> _YOUR INSTRUCTIONS_
Your task is to filter the entries and copy every line containing the string "SocketAddr".
BEGIN RECORDS
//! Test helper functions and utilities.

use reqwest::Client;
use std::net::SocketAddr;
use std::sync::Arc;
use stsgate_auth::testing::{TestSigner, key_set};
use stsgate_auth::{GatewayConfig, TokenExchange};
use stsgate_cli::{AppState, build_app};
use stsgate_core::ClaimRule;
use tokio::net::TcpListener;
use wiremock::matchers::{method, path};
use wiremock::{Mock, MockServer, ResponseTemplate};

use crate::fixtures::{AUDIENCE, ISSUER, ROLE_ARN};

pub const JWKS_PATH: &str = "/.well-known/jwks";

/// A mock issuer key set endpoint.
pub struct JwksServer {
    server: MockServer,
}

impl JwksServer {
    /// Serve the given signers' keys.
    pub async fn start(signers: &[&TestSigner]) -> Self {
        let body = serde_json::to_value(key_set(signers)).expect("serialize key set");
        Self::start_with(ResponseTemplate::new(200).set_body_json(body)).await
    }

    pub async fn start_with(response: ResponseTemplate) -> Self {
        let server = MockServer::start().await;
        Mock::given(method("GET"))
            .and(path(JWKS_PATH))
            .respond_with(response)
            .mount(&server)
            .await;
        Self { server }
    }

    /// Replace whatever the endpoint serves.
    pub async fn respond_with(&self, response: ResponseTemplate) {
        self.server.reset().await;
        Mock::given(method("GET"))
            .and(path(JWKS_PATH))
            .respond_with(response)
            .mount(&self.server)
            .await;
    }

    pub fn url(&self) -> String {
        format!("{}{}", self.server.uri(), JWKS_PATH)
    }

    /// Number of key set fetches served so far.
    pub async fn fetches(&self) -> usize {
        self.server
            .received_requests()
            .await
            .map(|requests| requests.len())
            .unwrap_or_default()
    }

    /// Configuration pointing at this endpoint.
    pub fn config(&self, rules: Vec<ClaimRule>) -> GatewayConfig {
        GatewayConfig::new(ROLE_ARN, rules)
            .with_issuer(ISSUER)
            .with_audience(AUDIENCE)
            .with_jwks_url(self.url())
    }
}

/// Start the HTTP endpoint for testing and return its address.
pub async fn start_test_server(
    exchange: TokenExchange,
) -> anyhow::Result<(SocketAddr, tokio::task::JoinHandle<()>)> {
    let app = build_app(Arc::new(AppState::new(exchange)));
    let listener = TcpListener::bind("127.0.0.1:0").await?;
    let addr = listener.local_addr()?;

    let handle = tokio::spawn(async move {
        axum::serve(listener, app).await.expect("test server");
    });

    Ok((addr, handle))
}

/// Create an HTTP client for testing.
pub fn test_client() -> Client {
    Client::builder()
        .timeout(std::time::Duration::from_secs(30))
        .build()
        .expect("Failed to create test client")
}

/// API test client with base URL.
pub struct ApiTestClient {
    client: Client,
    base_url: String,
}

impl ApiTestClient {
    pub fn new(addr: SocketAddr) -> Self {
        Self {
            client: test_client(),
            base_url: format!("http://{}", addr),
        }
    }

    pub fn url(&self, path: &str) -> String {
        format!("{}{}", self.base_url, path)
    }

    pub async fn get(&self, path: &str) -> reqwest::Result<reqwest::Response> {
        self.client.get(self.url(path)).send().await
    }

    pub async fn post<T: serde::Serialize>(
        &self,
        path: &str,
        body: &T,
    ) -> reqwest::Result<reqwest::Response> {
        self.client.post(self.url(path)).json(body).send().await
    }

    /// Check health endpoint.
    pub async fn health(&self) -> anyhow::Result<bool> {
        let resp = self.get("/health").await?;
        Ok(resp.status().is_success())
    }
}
END RECORDS
BEGIN RECORDS
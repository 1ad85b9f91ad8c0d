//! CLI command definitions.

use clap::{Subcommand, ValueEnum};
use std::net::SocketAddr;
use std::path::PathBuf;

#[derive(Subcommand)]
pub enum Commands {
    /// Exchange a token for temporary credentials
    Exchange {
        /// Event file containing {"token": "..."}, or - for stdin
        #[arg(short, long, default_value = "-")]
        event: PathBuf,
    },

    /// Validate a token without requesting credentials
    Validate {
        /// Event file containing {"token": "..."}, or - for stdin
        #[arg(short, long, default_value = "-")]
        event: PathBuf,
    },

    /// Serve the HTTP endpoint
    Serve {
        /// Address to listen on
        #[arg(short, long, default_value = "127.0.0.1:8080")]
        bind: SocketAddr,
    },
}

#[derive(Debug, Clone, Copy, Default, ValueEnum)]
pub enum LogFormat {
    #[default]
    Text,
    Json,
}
END RECORDS
> _ANSWER_
use std::net::SocketAddr;
) -> anyhow::Result<(SocketAddr, tokio::task::JoinHandle<()>)> {
    pub fn new(addr: SocketAddr) -> Self {
use std::net::SocketAddr;
        bind: SocketAddr,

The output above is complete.